> **Exercise instructions**
Transcribe each entry. Change nothing.
....................
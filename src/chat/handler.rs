//! Request handler - one user turn at a time
//!
//! ```text
//! Idle ──input──► AwaitingSession ──ok──► Executing ──► Rendering ──► Idle
//!                       │
//!                       └──init error──► Unavailable (terminal)
//! ```

use std::sync::Arc;

use serde::Serialize;
use tracing::{debug, error};

use super::log::ConversationLog;
use crate::agent::{ExecutionTrace, InitError, SessionCache};

/// Where the handler is in the turn lifecycle
#[derive(Debug, Clone, PartialEq, Eq)]
pub enum HandlerState {
    Idle,
    AwaitingSession,
    Executing,
    Rendering,
    /// Initialization failed; no further input is accepted
    Unavailable(InitError),
}

impl HandlerState {
    pub fn name(&self) -> &'static str {
        match self {
            HandlerState::Idle => "idle",
            HandlerState::AwaitingSession => "awaiting_session",
            HandlerState::Executing => "executing",
            HandlerState::Rendering => "rendering",
            HandlerState::Unavailable(_) => "unavailable",
        }
    }
}

/// What the page shows for a finished turn
#[derive(Debug, Clone, Serialize)]
pub struct TurnView {
    /// Assistant text, or the rendered error
    pub reply: String,
    /// Supplementary diagnostics; not stored in the log
    pub trace: ExecutionTrace,
    /// False when the run ended with an execution error
    pub succeeded: bool,
}

/// Error type for turns that could not be processed at all
#[derive(Debug, Clone, PartialEq, Eq)]
pub enum HandlerError {
    /// Blank input; nothing happens
    EmptyInput,
    /// The agent system never came up
    Unavailable(InitError),
}

impl std::fmt::Display for HandlerError {
    fn fmt(&self, f: &mut std::fmt::Formatter<'_>) -> std::fmt::Result {
        match self {
            HandlerError::EmptyInput => write!(f, "Message is empty"),
            HandlerError::Unavailable(e) => write!(f, "Agent system is not available: {}", e),
        }
    }
}

impl std::error::Error for HandlerError {}

/// Drives a single chat session's turns
pub struct RequestHandler {
    cache: Arc<SessionCache>,
    state: HandlerState,
}

impl RequestHandler {
    pub fn new(cache: Arc<SessionCache>) -> Self {
        Self {
            cache,
            state: HandlerState::Idle,
        }
    }

    pub fn state(&self) -> &HandlerState {
        &self.state
    }

    pub fn is_unavailable(&self) -> bool {
        matches!(self.state, HandlerState::Unavailable(_))
    }

    fn transition(&mut self, next: HandlerState) {
        debug!(from = self.state.name(), to = next.name(), "Handler state change");
        self.state = next;
    }

    /// Process one user input and append the exchange to `log`
    pub async fn handle(
        &mut self,
        input: &str,
        log: &mut ConversationLog,
    ) -> Result<TurnView, HandlerError> {
        if let HandlerState::Unavailable(e) = &self.state {
            return Err(HandlerError::Unavailable(e.clone()));
        }

        if input.trim().is_empty() {
            return Err(HandlerError::EmptyInput);
        }

        self.transition(HandlerState::AwaitingSession);
        let session = match self.cache.get_or_init().await {
            Ok(session) => session,
            Err(e) => {
                error!(error = %e, "Agent system is not available");
                self.transition(HandlerState::Unavailable(e.clone()));
                return Err(HandlerError::Unavailable(e));
            }
        };

        self.transition(HandlerState::Executing);
        let report = session.run(input).await;

        self.transition(HandlerState::Rendering);
        let (reply, succeeded) = match report.outcome {
            Ok(response) => (response, true),
            Err(e) => (e.to_string(), false),
        };
        log.record_exchange(input, reply.clone());

        self.transition(HandlerState::Idle);
        Ok(TurnView {
            reply,
            trace: report.trace,
            succeeded,
        })
    }
}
....................
> **Your solution**
filename src/chat/handler.rs
//! Request handler - one user turn at a time
//!
//! ```text
//! Idle ──input──► AwaitingSession ──ok──► Executing ──► Rendering ──► Idle
//!                       │
//!                       └──init error──► Unavailable (terminal)
//! ```

use std::sync::Arc;

use serde::Serialize;
use tracing::{debug, error};

use super::log::ConversationLog;
use crate::agent::{ExecutionTrace, InitError, SessionCache};

/// Where the handler is in the turn lifecycle
#[derive(Debug, Clone, PartialEq, Eq)]
pub enum HandlerState {
    Idle,
    AwaitingSession,
    Executing,
    Rendering,
    /// Initialization failed; no further input is accepted
    Unavailable(InitError),
}

impl HandlerState {
    pub fn name(&self) -> &'static str {
        match self {
            HandlerState::Idle => "idle",
            HandlerState::AwaitingSession => "awaiting_session",
            HandlerState::Executing => "executing",
            HandlerState::Rendering => "rendering",
            HandlerState::Unavailable(_) => "unavailable",
        }
    }
}

/// What the page shows for a finished turn
#[derive(Debug, Clone, Serialize)]
pub struct TurnView {
    /// Assistant text, or the rendered error
    pub reply: String,
    /// Supplementary diagnostics; not stored in the log
    pub trace: ExecutionTrace,
    /// False when the run ended with an execution error
    pub succeeded: bool,
}

/// Error type for turns that could not be processed at all
#[derive(Debug, Clone, PartialEq, Eq)]
pub enum HandlerError {
    /// Blank input; nothing happens
    EmptyInput,
    /// The agent system never came up
    Unavailable(InitError),
}

impl std::fmt::Display for HandlerError {
    fn fmt(&self, f: &mut std::fmt::Formatter<'_>) -> std::fmt::Result {
        match self {
            HandlerError::EmptyInput => write!(f, "Message is empty"),
            HandlerError::Unavailable(e) => write!(f, "Agent system is not available: {}", e),
        }
    }
}

impl std::error::Error for HandlerError {}

/// Drives a single chat session's turns
pub struct RequestHandler {
    cache: Arc<SessionCache>,
    state: HandlerState,
}

impl RequestHandler {
    pub fn new(cache: Arc<SessionCache>) -> Self {
        Self {
            cache,
            state: HandlerState::Idle,
        }
    }

    pub fn state(&self) -> &HandlerState {
        &self.state
    }

    pub fn is_unavailable(&self) -> bool {
        matches!(self.state, HandlerState::Unavailable(_))
    }

    fn transition(&mut self, next: HandlerState) {
        debug!(from = self.state.name(), to = next.name(), "Handler state change");
        self.state = next;
    }

    /// Process one user input and append the exchange to `log`
    pub async fn handle(
        &mut self,
        input: &str,
        log: &mut ConversationLog,
    ) -> Result<TurnView, HandlerError> {
        if let HandlerState::Unavailable(e) = &self.state {
            return Err(HandlerError::Unavailable(e.clone()));
        }

        if input.trim().is_empty() {
            return Err(HandlerError::EmptyInput);
        }

        self.transition(HandlerState::AwaitingSession);
        let session = match self.cache.get_or_init().await {
            Ok(session) => session,
            Err(e) => {
                error!(error = %e, "Agent system is not available");
                self.transition(HandlerState::Unavailable(e.clone()));
                return Err(HandlerError::Unavailable(e));
            }
        };

        self.transition(HandlerState::Executing);
        let report = session.run(input).await;

        self.transition(HandlerState::Rendering);
        let (reply, succeeded) = match report.outcome {
            Ok(response) => (response, true),
            Err(e) => (e.to_string(), false),
        };
        log.record_exchange(input, reply.clone());

        self.transition(HandlerState::Idle);
        Ok(TurnView {
            reply,
            trace: report.trace,
            succeeded,
        })
    }
}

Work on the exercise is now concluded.